*What is required*.
Only the total should be returned: the number of lines in the data that hold the string "relevant".

::::::::::

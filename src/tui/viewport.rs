/// Scroll state of the task list.
///
/// The offset only moves when the cursor would otherwise leave the visible
/// window, and then by the smallest amount. Pointer selection of a visible
/// row therefore never scrolls.
#[derive(Debug, Clone, Copy, Default, PartialEq, Eq)]
pub struct ListViewport {
    pub offset: usize,
    pub height: usize,
}

impl ListViewport {
    /// Record the list height from the last layout and clamp the offset
    pub fn resize(&mut self, height: usize, len: usize) {
        self.height = height;
        self.offset = self.offset.min(len.saturating_sub(height));
    }

    /// Minimal scroll that keeps `cursor` visible
    pub fn reveal(&mut self, cursor: Option<usize>) {
        let Some(cursor) = cursor else {
            return;
        };
        if self.height == 0 {
            return;
        }
        if cursor < self.offset {
            self.offset = cursor;
        } else if cursor >= self.offset + self.height {
            self.offset = cursor.saturating_sub(self.height - 1);
        }
    }

    /// Row index under a line of the visible window
    pub fn row_at(&self, line: usize, len: usize) -> Option<usize> {
        if line >= self.height {
            return None;
        }
        let index = self.offset + line;
        (index < len).then_some(index)
    }

    /// Visible index range
    pub fn window(&self, len: usize) -> std::ops::Range<usize> {
        let start = self.offset.min(len);
        start..len.min(self.offset + self.height)
    }
}
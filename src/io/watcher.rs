use std::path::PathBuf;

use notify::{Config, Event, EventKind, RecommendedWatcher, RecursiveMode, Watcher};
use tokio::sync::mpsc;

use crate::io::task_file::{is_task_file_event, watch_dirs};

/// Events sent from the file watcher to the TUI event loop.
#[derive(Debug)]
pub enum FileEvent {
    /// One or more structured task files changed on disk.
    Changed(Vec<PathBuf>),
}

/// Watches the directories of the task file candidates.
///
/// Dropping the watcher stops it.
pub struct TaskFileWatcher {
    _watcher: RecommendedWatcher,
}

impl TaskFileWatcher {
    /// Start watching. Events arrive on `tx`; a closed receiver is ignored.
    ///
    /// Returns `Ok(None)` when none of the candidate directories exist yet.
    pub fn start(
        candidates: &[PathBuf],
        tx: mpsc::UnboundedSender<FileEvent>,
    ) -> Result<Option<Self>, notify::Error> {
        let dirs = watch_dirs(candidates);
        if dirs.is_empty() {
            return Ok(None);
        }

        let mut watcher = RecommendedWatcher::new(
            move |result: Result<Event, notify::Error>| {
                let event = match result {
                    Ok(e) => e,
                    Err(_) => return,
                };

                match event.kind {
                    EventKind::Create(_) | EventKind::Modify(_) | EventKind::Remove(_) => {}
                    _ => return,
                }

                let relevant: Vec<PathBuf> = event
                    .paths
                    .into_iter()
                    .filter(|p| is_task_file_event(p))
                    .collect();

                if !relevant.is_empty() {
                    let _ = tx.send(FileEvent::Changed(relevant));
                }
            },
            Config::default(),
        )?;

        for dir in &dirs {
            watcher.watch(dir, RecursiveMode::NonRecursive)?;
        }
        tracing::debug!(dirs = dirs.len(), "watching task file directories");
        Ok(Some(TaskFileWatcher { _watcher: watcher }))
    }
}
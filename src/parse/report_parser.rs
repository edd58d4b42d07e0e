use std::sync::LazyLock;

use regex::Regex;

use crate::model::recommendation::RecommendedTask;
use crate::model::task::{Priority, Status};

/// Spellings of the section title seen across task-master releases
const START_MARKERS: &[&str] = &[
    "⚡ RECOMMENDED NEXT TASK ⚡",
    "RECOMMENDED NEXT TASK",
    "Recommended Next Task",
];

/// Box-drawing glyphs stripped from every section line before matching
const BOX_GLYPHS: &[char] = &[
    '│', '╭', '╮', '╯', '╰', '─', '┌', '┐', '└', '┘', '├', '┤', '┬', '┴', '┼',
];

const LEAD_IN: &str = "Next Task to Work On:";
const LEAD_IN_GLYPH: &str = "🔥";

/// Lines that close the description even though they carry no colon
const FOOTER_PHRASES: &[&str] = &["Subtasks:", "Start working:", "View details:"];

/// Continuation lines shorter than this are decoration, not prose
const MIN_CONTINUATION_CHARS: usize = 10;

static NEXT_TASK_RE: LazyLock<Regex> = LazyLock::new(|| {
    Regex::new(r"Next Task to Work On:\s*#?(\d+(?:\.\d+)?)\s*-\s*(.+)").unwrap()
});
static PRIORITY_RE: LazyLock<Regex> = LazyLock::new(|| Regex::new(r"Priority:\s*(\w+)").unwrap());
static STATUS_RE: LazyLock<Regex> =
    LazyLock::new(|| Regex::new(r"Status:\s*[►○✓]?\s*(\w+(?:-\w+)?)").unwrap());
static DEPENDENCIES_RE: LazyLock<Regex> =
    LazyLock::new(|| Regex::new(r"Dependencies:\s*(.+)").unwrap());
static DESCRIPTION_RE: LazyLock<Regex> =
    LazyLock::new(|| Regex::new(r"Description:\s*(.+)").unwrap());
static COMPLEXITY_RE: LazyLock<Regex> =
    LazyLock::new(|| Regex::new(r"Complexity:\s*[●○◐]?\s*(\S+)").unwrap());

/// Extract the recommended task from a free-text report.
///
/// Returns `None` when no section start marker is present. Inside the section
/// fields that never appear stay `None`; the caller decides what to fall back to.
pub fn parse_recommendation_section(text: &str) -> Option<RecommendedTask> {
    let mut lines = text.lines();
    lines.by_ref().find(|line| is_section_start(line))?;

    let mut rec = RecommendedTask::default();
    for line in lines {
        if is_section_end(line) {
            break;
        }
        let clean = strip_box_glyphs(line);
        if clean.is_empty() {
            continue;
        }
        apply_line(&mut rec, &clean);
    }
    Some(rec)
}

fn apply_line(rec: &mut RecommendedTask, clean: &str) {
    if clean.contains(LEAD_IN) {
        if let Some(caps) = NEXT_TASK_RE.captures(clean) {
            rec.id = Some(caps[1].to_string());
            rec.title = Some(caps[2].trim().to_string());
        }
    } else if clean.contains("Priority:") && clean.contains("Status:") {
        if let Some(caps) = PRIORITY_RE.captures(clean) {
            rec.priority = Some(Priority::from_label(&caps[1]));
        }
        if let Some(caps) = STATUS_RE.captures(clean) {
            rec.status = Some(Status::from_label(&caps[1]));
        }
        capture_complexity(rec, clean);
    } else if clean.contains("Dependencies:") && !clean.contains("Priority:") {
        if let Some(caps) = DEPENDENCIES_RE.captures(clean) {
            let value = caps[1]
                .split("Complexity:")
                .next()
                .unwrap_or_default()
                .trim()
                .to_string();
            rec.dependencies = Some(value);
        }
        capture_complexity(rec, clean);
    } else if clean.contains("Description:") {
        if let Some(caps) = DESCRIPTION_RE.captures(clean) {
            rec.description = Some(caps[1].trim().to_string());
        }
    } else if clean.contains("Complexity:") {
        capture_complexity(rec, clean);
    } else if let Some(desc) = rec.description.as_mut()
        && is_description_continuation(clean)
    {
        desc.push(' ');
        desc.push_str(clean);
    }
}

fn capture_complexity(rec: &mut RecommendedTask, clean: &str) {
    if let Some(caps) = COMPLEXITY_RE.captures(clean) {
        rec.complexity = Some(caps[1].to_string());
    }
}

fn is_description_continuation(clean: &str) -> bool {
    !clean.contains(':')
        && !FOOTER_PHRASES.iter().any(|p| clean.contains(p))
        && !clean.contains(LEAD_IN_GLYPH)
        && clean.chars().count() > MIN_CONTINUATION_CHARS
}

fn is_section_start(line: &str) -> bool {
    START_MARKERS.iter().any(|m| line.contains(m))
}

/// The closing border: a bottom corner and mostly box glyphs
fn is_section_end(line: &str) -> bool {
    if !line.contains(['╰', '└']) {
        return false;
    }
    let visible: Vec<char> = line.chars().filter(|c| !c.is_whitespace()).collect();
    let glyphs = visible.iter().filter(|c| BOX_GLYPHS.contains(c)).count();
    glyphs * 2 > visible.len()
}

fn strip_box_glyphs(line: &str) -> String {
    line.chars()
        .filter(|c| !BOX_GLYPHS.contains(c))
        .collect::<String>()
        .trim()
        .to_string()
}
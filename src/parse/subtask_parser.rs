use std::sync::LazyLock;

use regex::Regex;

use crate::model::task::{Priority, Status, Task};

/// Headers that open the subtask section of a detail report
const SECTION_HEADERS: &[&str] = &["Subtasks:", "서브테스크:"];

static SUBTASK_LINE_RE: LazyLock<Regex> =
    LazyLock::new(|| Regex::new(r"^\s*(\d+\.\d+)\s*([✓○►]?)\s*(.+)").unwrap());

/// Parse the subtask lines (`3.1 ✓ Title`) from a task detail report.
///
/// The section runs from its header to the first blank line or rule.
/// Lines inside that don't look like subtasks are skipped.
pub fn parse_subtasks(text: &str) -> Vec<Task> {
    let mut lines = text.lines();
    if lines
        .by_ref()
        .find(|line| SECTION_HEADERS.iter().any(|h| line.contains(h)))
        .is_none()
    {
        return Vec::new();
    }

    let mut subtasks = Vec::new();
    for line in lines {
        let clean = line.replace('│', " ");
        if let Some(caps) = SUBTASK_LINE_RE.captures(&clean) {
            let status = Status::from_glyph(caps[2].chars().next());
            subtasks.push(Task::new(
                &caps[1],
                caps[3].trim(),
                status,
                Priority::Medium,
            ));
        } else if clean.trim().is_empty() || clean.contains("───") {
            break;
        }
    }
    subtasks
}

::::::::::

*Task response*.
3